Biondi is one of those violinists who gives breath and a beating heart to music. It's really unfair to compare what he does directly with the product of the fine scholar/technicians of HIP. The latter are Earth-bound; Biondi is not.


----------



## ComposerOfAvantGarde (Dec 2, 2011)

Manxfeeder said:


> I have a friend who hates Gardiner's cycle and swears by Norrington. He's kind of a HIP freak. Personally, I haven't been overwhelmed by it, though it has moments which I would say are more musical than Gardiner. Just my two cents.
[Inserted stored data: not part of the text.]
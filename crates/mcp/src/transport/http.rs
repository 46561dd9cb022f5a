//! Streamable HTTP transport.
//!
//! Every outbound frame is one POST. The response is either a JSON body
//! (one frame or a batch), an SSE stream of frames, or `202 Accepted`
//! with no body for notifications. Transient failures (connect errors,
//! timeouts, 429, 5xx) are retried with exponential backoff.

use super::sse::SseParser;
use super::{INBOUND_BUFFER, Transport};
use crate::jsonrpc::Frame;
use async_trait::async_trait;
use futures::StreamExt;
use rago_config::{ServerDescriptor, TransportConfig, TransportSpec};
use rago_core::error::TransportError;
use serde_json::Value;
use std::collections::BTreeMap;
use std::sync::Mutex;
use std::time::Duration;
use tokio::sync::mpsc;
use tracing::{debug, warn};

pub const SESSION_HEADER: &str = "Mcp-Session-Id";

pub struct HttpTransport {
    name: String,
    url: String,
    headers: BTreeMap<String, String>,
    client: reqwest::Client,
    max_retries: u32,
    backoff: Duration,
    session_id: Mutex<Option<String>>,
    inbound: Mutex<Option<mpsc::Sender<Frame>>>,
}

impl HttpTransport {
    pub fn new(descriptor: ServerDescriptor, config: &TransportConfig) -> Result<Self, TransportError> {
        let TransportSpec::Http { url, headers } = descriptor.transport else {
            return Err(TransportError::Protocol {
                server: descriptor.name,
                message: "descriptor is not an http server".into(),
            });
        };

        let client = reqwest::Client::builder()
            .timeout(Duration::from_secs(config.request_timeout_secs))
            .build()
            .map_err(|e| TransportError::Io {
                server: descriptor.name.clone(),
                message: format!("failed to build HTTP client: {e}"),
            })?;

        Ok(Self {
            name: descriptor.name,
            url,
            headers,
            client,
            max_retries: config.http_max_retries,
            backoff: Duration::from_millis(config.http_backoff_ms),
            session_id: Mutex::new(None),
            inbound: Mutex::new(None),
        })
    }

    /// Override the retry ceiling.
    pub fn with_max_retries(mut self, max_retries: u32) -> Self {
        self.max_retries = max_retries;
        self
    }

    pub fn with_backoff(mut self, backoff: Duration) -> Self {
        self.backoff = backoff;
        self
    }

    /// The session id the server assigned, if any.
    pub fn session_id(&self) -> Option<String> {
        self.session_id
            .lock()
            .unwrap_or_else(|p| p.into_inner())
            .clone()
    }

    fn inbound(&self) -> Option<mpsc::Sender<Frame>> {
        self.inbound
            .lock()
            .unwrap_or_else(|p| p.into_inner())
            .clone()
    }

    fn io_error(&self, message: impl Into<String>) -> TransportError {
        TransportError::Io {
            server: self.name.clone(),
            message: message.into(),
        }
    }

    fn backoff_for(&self, attempt: u32) -> Duration {
        self.backoff.saturating_mul(2u32.saturating_pow(attempt))
    }

    async fn post_once(&self, body: &str) -> Result<reqwest::Response, TransportError> {
        let mut request = self
            .client
            .post(&self.url)
            .header("Content-Type", "application/json")
            .header("Accept", "application/json, text/event-stream")
            .body(body.to_string());
        for (key, value) in &self.headers {
            request = request.header(key, value);
        }
        if let Some(session) = self.session_id() {
            request = request.header(SESSION_HEADER, session);
        }

        let response = request.send().await.map_err(|e| {
            if e.is_timeout() {
                self.io_error(format!("request timed out: {e}"))
            } else {
                self.io_error(e.to_string())
            }
        })?;

        let status = response.status();
        if !status.is_success() {
            let message = response.text().await.unwrap_or_default();
            return Err(TransportError::Http {
                server: self.name.clone(),
                status: status.as_u16(),
                message,
            });
        }

        if let Some(session) = response
            .headers()
            .get(SESSION_HEADER)
            .and_then(|v| v.to_str().ok())
        {
            let mut slot = self.session_id.lock().unwrap_or_else(|p| p.into_inner());
            if slot.as_deref() != Some(session) {
                debug!(server = %self.name, session, "HTTP session established");
                *slot = Some(session.to_string());
            }
        }

        Ok(response)
    }

    async fn post_with_retry(&self, body: &str) -> Result<reqwest::Response, TransportError> {
        let mut attempt = 0;
        loop {
            match self.post_once(body).await {
                Ok(response) => return Ok(response),
                Err(err) if err.is_transient() && attempt < self.max_retries => {
                    let delay = self.backoff_for(attempt);
                    attempt += 1;
                    warn!(
                        server = %self.name,
                        attempt,
                        max_retries = self.max_retries,
                        delay_ms = delay.as_millis() as u64,
                        error = %err,
                        "Transient HTTP failure, retrying"
                    );
                    tokio::time::sleep(delay).await;
                }
                Err(err) => return Err(err),
            }
        }
    }

    async fn deliver_json(&self, text: &str, tx: &mpsc::Sender<Frame>) -> Result<(), TransportError> {
        let value: Value = serde_json::from_str(text).map_err(|e| TransportError::Protocol {
            server: self.name.clone(),
            message: format!("invalid JSON body: {e}"),
        })?;
        let frames = match value {
            Value::Array(batch) => batch,
            single => vec![single],
        };
        for raw in frames {
            match Frame::from_value(raw) {
                Ok(frame) => {
                    if tx.send(frame).await.is_err() {
                        return Err(TransportError::Closed {
                            server: self.name.clone(),
                        });
                    }
                }
                Err(reason) => warn!(server = %self.name, %reason, "Invalid frame in HTTP body"),
            }
        }
        Ok(())
    }
}

/// Drain an SSE response body into the inbound channel.
async fn pump_sse(server: String, response: reqwest::Response, tx: mpsc::Sender<Frame>) {
    let mut parser = SseParser::new();
    let mut stream = response.bytes_stream();

    let deliver = |data: &str| match Frame::decode(data) {
        Ok(frame) => Some(frame),
        Err(reason) => {
            warn!(server = %server, %reason, "Invalid frame in SSE event");
            None
        }
    };

    while let Some(chunk) = stream.next().await {
        let bytes = match chunk {
            Ok(bytes) => bytes,
            Err(e) => {
                warn!(server = %server, error = %e, "SSE stream interrupted");
                return;
            }
        };
        for event in parser.feed(&bytes) {
            if let Some(frame) = deliver(&event.data)
                && tx.send(frame).await.is_err()
            {
                return;
            }
        }
    }
    if let Some(event) = parser.finish()
        && let Some(frame) = deliver(&event.data)
    {
        let _ = tx.send(frame).await;
    }
}

#[async_trait]
impl Transport for HttpTransport {
    fn kind(&self) -> &'static str {
        "http"
    }

    async fn open(&self) -> Result<mpsc::Receiver<Frame>, TransportError> {
        let (tx, rx) = mpsc::channel(INBOUND_BUFFER);
        let mut slot = self.inbound.lock().unwrap_or_else(|p| p.into_inner());
        if slot.is_some() {
            return Err(TransportError::Protocol {
                server: self.name.clone(),
                message: "transport already open".into(),
            });
        }
        *slot = Some(tx);
        debug!(server = %self.name, url = %self.url, "HTTP transport opened");
        Ok(rx)
    }

    async fn send(&self, frame: Frame) -> Result<(), TransportError> {
        let tx = self.inbound().ok_or_else(|| TransportError::NotOpen {
            server: self.name.clone(),
        })?;

        let response = self.post_with_retry(&frame.encode()).await?;
        if response.status() == reqwest::StatusCode::ACCEPTED {
            return Ok(());
        }

        let is_sse = response
            .headers()
            .get(reqwest::header::CONTENT_TYPE)
            .and_then(|v| v.to_str().ok())
            .is_some_and(|ct| ct.starts_with("text/event-stream"));

        if is_sse {
            tokio::spawn(pump_sse(self.name.clone(), response, tx));
            return Ok(());
        }

        let text = response
            .text()
            .await
            .map_err(|e| self.io_error(format!("failed to read body: {e}")))?;
        if text.trim().is_empty() {
            return Ok(());
        }
        self.deliver_json(&text, &tx).await
    }

    async fn close(&self) {
        let had_channel = self
            .inbound
            .lock()
            .unwrap_or_else(|p| p.into_inner())
            .take()
            .is_some();

        // Best effort: tell the server the session is over.
        let session = self
            .session_id
            .lock()
            .unwrap_or_else(|p| p.into_inner())
            .take();
        if let Some(session) = session {
            let _ = self
                .client
                .delete(&self.url)
                .header(SESSION_HEADER, session)
                .send()
                .await;
        }
        if had_channel {
            debug!(server = %self.name, "HTTP transport closed");
        }
    }
}

#[cfg(test)]
mod tests {
    use super::*;
    use crate::test_support::MockHttpServer;
    use serde_json::json;

    fn descriptor(url: &str) -> ServerDescriptor {
        ServerDescriptor::http("remote", url)
    }

    fn fast_config(max_retries: u32) -> TransportConfig {
        TransportConfig {
            request_timeout_secs: 5,
            http_max_retries: max_retries,
            http_backoff_ms: 5,
        }
    }

    #[tokio::test]
    async fn json_response_is_delivered() {
        let server = MockHttpServer::start().await;
        let transport = HttpTransport::new(descriptor(&server.url()), &fast_config(2)).unwrap();
        let mut rx = transport.open().await.unwrap();

        transport
            .send(Frame::request(1, "tools/list", json!({})))
            .await
            .unwrap();
        let frame = rx.recv().await.unwrap();
        let Frame::Response { result: Ok(result), .. } = frame else {
            panic!("expected result");
        };
        assert_eq!(result["tools"][0]["name"], "answer");
    }

    #[tokio::test]
    async fn transient_503_is_retried() {
        let server = MockHttpServer::start().await.failing_calls(1);
        let transport = HttpTransport::new(descriptor(&server.url()), &fast_config(2)).unwrap();
        let mut rx = transport.open().await.unwrap();

        transport
            .send(Frame::request(
                2,
                "tools/call",
                json!({"name": "answer", "arguments": {}}),
            ))
            .await
            .unwrap();
        let Frame::Response { result: Ok(result), .. } = rx.recv().await.unwrap() else {
            panic!("expected result");
        };
        assert_eq!(result, json!({"success": true, "data": 42}));
        assert_eq!(server.call_attempts(), 2);
    }

    #[tokio::test]
    async fn retries_exhaust() {
        let server = MockHttpServer::start().await.failing_calls(10);
        let transport = HttpTransport::new(descriptor(&server.url()), &fast_config(2)).unwrap();
        let _rx = transport.open().await.unwrap();

        let err = transport
            .send(Frame::request(3, "tools/call", json!({"name": "answer"})))
            .await
            .unwrap_err();
        assert!(matches!(err, TransportError::Http { status: 503, .. }));
        assert_eq!(server.call_attempts(), 3);
    }

    #[tokio::test]
    async fn notification_ack_and_session_echo() {
        let server = MockHttpServer::start().await;
        let transport = HttpTransport::new(descriptor(&server.url()), &fast_config(0)).unwrap();
        let mut rx = transport.open().await.unwrap();

        transport
            .send(Frame::request(1, "initialize", json!({})))
            .await
            .unwrap();
        rx.recv().await.unwrap();
        assert_eq!(transport.session_id().as_deref(), Some("session-abc"));

        transport
            .send(Frame::notification("notifications/initialized", json!({})))
            .await
            .unwrap();
        assert!(server.saw_session_on_notification());
    }

    #[tokio::test]
    async fn sse_response_is_streamed() {
        let server = MockHttpServer::start().await;
        let transport = HttpTransport::new(descriptor(&server.url()), &fast_config(0)).unwrap();
        let mut rx = transport.open().await.unwrap();

        transport
            .send(Frame::request(9, "ping", json!({})))
            .await
            .unwrap();
        let frame = tokio::time::timeout(Duration::from_secs(5), rx.recv())
            .await
            .unwrap()
            .unwrap();
        assert!(matches!(frame, Frame::Response { result: Ok(_), .. }));
    }

    #[tokio::test]
    async fn client_errors_are_not_retried() {
        let server = MockHttpServer::start().await;
        let transport =
            HttpTransport::new(descriptor(&format!("{}/missing", server.base())), &fast_config(3))
                .unwrap();
        let _rx = transport.open().await.unwrap();
        let err = transport
            .send(Frame::request(1, "initialize", json!({})))
            .await
            .unwrap_err();
        assert!(matches!(err, TransportError::Http { status: 404, .. }));
    }

    #[test]
    fn backoff_doubles() {
        let transport = HttpTransport::new(descriptor("http://127.0.0.1:1/mcp"), &fast_config(5))
            .unwrap()
            .with_backoff(Duration::from_millis(100));
        assert_eq!(transport.backoff_for(0), Duration::from_millis(100));
        assert_eq!(transport.backoff_for(3), Duration::from_millis(800));
    }
}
It may be good to have both then?


----------



## Manxfeeder (Oct 19, 2010)

ComposerOfAvantGarde said:


> It may be good to have both then?


That would be the easiest choice; I have both. But I guess that depends on you. In my recent listening, I haven't found them to be hugely different from an interpretive level. I think Gardiner has much better sound, which makes the energy of the HIP-ness pop out (which is probably why I prefer Gardiner), but Norrington is less expensive and does allow the music to breathe when it needs to.


----------



## neoshredder (Nov 7, 2011)

ComposerOfAvantGarde said:


> I thought it would be cool to start a thread devoted to the discussion of the practice of performance of works as they would have been heard at the time of their compositions.
> 
> To start off, I've discovered that I don't like The English Concert as much as I used too. After discovering Europa Galante's Vivaldi and Musica Antiqua Köln's Bach they seem very faithful to the score, but dry and lacking emotion in the performance. I was listening to Simon Standage and The English Concert with Trevor Pinnock play Vivaldi's four seasons and they play all the notes and dynamics and they play them very clearly, but when I compare them to Fabio Biondi and Europa Galante I just seem to find The English Concert's version so....._boring._ It lacks the fire and the passion and the feelings that are made much more prominent in the Europa Galante version which I find much more exciting.
> 
> I also want to ask for people's opinions on Sir Roger Norrington's Beethoven symphony cycle. I've heard both good and bad things about it and I can't decide whether I'll like it or not.


You got a good point here. Biondi does add a lot of flavor and energy to Vivaldi. I'll probably be getting all of Biondi's recordings in the near future.


----------



## hocket (Feb 21, 2010)

ComposerOfAvantGarde said:


> To start off, I've discovered that I don't like The English Concert as much as I used too. After discovering Europa Galante's Vivaldi and Musica Antiqua Köln's Bach they seem very faithful to the score, but dry and lacking emotion in the performance. I was listening to Simon Standage and The English Concert with Trevor Pinnock play Vivaldi's four seasons and they play all the notes and dynamics and they play them very clearly, but when I compare them to Fabio Biondi and Europa Galante I just seem to find The English Concert's version so....._boring._ It lacks the fire and the passion and the feelings that are made much more prominent in the Europa Galante version which I find much more exciting.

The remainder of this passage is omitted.